## WHAT THE TASK ASKS
From the data below, copy exactly the lines that lie between the one holding "channel's previous output." and the one holding "to that bus", including both, and nothing more.

## GIVEN ENTRIES

::::::::

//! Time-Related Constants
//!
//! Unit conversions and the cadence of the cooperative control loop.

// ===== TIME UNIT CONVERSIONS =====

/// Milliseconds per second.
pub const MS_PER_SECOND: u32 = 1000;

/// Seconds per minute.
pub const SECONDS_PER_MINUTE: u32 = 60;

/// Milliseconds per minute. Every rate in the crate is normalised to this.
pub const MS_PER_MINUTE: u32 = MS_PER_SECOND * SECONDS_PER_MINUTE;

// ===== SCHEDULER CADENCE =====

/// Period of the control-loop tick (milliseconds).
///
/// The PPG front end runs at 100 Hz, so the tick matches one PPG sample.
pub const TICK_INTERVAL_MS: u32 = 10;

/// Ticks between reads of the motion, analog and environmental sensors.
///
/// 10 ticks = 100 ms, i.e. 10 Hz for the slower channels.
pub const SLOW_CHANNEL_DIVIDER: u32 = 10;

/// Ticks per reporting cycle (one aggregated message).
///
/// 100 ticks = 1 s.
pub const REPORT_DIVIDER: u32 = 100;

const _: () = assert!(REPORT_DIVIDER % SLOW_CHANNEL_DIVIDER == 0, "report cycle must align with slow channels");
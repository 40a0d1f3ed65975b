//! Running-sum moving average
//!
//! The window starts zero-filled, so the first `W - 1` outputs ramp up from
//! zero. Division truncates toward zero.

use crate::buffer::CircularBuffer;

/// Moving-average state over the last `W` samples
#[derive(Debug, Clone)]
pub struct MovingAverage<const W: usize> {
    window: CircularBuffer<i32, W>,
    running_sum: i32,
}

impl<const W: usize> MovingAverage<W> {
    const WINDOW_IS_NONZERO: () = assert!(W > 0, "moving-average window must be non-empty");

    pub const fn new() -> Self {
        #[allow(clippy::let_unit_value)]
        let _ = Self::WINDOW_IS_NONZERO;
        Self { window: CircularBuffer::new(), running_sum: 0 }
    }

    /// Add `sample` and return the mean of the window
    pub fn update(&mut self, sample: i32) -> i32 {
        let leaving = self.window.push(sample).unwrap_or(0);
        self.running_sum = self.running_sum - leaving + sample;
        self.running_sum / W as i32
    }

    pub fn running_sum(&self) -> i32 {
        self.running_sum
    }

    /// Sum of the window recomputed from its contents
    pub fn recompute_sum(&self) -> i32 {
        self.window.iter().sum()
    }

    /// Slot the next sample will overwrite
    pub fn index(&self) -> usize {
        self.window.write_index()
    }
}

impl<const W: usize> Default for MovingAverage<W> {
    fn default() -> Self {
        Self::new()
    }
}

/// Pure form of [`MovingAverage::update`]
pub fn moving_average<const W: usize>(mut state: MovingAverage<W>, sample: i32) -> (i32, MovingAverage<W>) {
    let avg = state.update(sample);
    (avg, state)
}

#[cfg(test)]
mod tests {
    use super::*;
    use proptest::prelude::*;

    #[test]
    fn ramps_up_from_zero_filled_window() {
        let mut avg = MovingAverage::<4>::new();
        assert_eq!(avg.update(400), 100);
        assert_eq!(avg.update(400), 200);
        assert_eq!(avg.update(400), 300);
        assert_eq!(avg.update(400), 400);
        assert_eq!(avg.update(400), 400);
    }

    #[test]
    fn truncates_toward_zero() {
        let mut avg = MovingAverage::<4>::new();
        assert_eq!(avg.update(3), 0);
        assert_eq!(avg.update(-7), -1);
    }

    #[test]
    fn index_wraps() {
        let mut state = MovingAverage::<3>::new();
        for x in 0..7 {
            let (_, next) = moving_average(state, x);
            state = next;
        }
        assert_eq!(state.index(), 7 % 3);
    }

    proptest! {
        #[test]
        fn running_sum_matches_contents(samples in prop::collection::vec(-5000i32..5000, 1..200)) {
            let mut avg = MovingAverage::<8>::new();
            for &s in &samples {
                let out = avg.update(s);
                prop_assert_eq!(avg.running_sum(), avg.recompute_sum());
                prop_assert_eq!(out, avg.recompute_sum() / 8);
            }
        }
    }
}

::::::::

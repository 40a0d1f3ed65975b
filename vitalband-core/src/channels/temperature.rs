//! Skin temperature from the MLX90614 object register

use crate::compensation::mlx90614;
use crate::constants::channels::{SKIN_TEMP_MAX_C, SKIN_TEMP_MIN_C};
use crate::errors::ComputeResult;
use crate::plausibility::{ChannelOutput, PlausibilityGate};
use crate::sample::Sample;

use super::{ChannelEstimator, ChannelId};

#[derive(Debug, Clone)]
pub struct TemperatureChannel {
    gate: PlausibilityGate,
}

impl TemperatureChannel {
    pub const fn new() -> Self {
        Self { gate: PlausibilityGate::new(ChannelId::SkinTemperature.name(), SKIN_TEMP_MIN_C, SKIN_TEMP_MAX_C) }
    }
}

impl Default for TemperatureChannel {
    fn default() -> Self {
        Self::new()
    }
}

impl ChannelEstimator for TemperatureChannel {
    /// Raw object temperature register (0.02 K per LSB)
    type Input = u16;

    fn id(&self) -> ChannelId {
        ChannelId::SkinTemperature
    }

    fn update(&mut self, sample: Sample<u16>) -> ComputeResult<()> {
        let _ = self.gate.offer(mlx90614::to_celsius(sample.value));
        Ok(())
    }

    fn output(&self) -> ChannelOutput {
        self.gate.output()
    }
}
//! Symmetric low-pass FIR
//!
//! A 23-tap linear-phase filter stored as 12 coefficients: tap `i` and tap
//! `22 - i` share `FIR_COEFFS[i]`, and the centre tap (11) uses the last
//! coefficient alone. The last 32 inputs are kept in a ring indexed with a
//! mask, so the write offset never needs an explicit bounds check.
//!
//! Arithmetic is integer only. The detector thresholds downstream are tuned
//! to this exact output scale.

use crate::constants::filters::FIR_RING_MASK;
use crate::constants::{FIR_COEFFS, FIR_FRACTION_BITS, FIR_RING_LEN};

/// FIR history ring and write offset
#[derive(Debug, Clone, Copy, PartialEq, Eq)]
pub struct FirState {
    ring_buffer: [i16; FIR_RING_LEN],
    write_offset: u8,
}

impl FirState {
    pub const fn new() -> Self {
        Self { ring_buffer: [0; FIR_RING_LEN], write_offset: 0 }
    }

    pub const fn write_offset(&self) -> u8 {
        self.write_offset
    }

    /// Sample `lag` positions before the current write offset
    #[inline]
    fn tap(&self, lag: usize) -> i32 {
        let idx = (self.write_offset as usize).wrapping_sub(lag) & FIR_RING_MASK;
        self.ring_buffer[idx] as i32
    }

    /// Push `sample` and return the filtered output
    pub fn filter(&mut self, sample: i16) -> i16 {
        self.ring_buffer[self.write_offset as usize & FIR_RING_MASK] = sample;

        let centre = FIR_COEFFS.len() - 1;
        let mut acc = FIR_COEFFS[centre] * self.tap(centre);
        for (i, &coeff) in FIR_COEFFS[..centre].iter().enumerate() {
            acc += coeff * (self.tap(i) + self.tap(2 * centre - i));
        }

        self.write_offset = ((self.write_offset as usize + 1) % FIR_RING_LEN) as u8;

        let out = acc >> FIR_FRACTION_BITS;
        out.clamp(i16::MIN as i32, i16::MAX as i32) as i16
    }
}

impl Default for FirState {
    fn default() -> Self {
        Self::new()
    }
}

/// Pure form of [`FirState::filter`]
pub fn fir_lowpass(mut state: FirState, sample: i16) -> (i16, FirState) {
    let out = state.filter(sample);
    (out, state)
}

::::::::

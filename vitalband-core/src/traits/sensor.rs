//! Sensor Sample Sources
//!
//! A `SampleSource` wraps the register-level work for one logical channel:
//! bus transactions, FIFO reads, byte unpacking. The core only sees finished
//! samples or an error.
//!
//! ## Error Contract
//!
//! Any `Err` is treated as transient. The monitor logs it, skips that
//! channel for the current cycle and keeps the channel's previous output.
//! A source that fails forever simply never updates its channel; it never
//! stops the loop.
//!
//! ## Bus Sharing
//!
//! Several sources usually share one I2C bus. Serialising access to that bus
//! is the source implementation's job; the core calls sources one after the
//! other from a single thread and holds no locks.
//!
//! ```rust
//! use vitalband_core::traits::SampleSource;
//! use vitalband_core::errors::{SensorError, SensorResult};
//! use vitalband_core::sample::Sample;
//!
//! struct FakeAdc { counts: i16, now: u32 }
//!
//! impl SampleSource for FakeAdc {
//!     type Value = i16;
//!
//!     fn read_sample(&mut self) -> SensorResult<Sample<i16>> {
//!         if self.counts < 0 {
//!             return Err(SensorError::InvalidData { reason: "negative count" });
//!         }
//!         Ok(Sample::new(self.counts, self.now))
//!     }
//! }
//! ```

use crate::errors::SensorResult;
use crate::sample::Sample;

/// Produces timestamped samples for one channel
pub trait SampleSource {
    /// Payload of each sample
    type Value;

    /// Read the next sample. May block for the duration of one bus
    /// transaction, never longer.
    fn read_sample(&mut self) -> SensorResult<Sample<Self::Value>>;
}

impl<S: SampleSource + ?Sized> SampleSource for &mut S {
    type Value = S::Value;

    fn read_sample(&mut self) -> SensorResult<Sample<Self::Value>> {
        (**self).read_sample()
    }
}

::::::::

## TASK RESPONSE
//! channel for the current cycle and keeps the channel's previous output.
//! A source that fails forever simply never updates its channel; it never
//! stops the loop.
//!
//! ## Bus Sharing
//!
//! Several sources usually share one I2C bus. Serialising access to that bus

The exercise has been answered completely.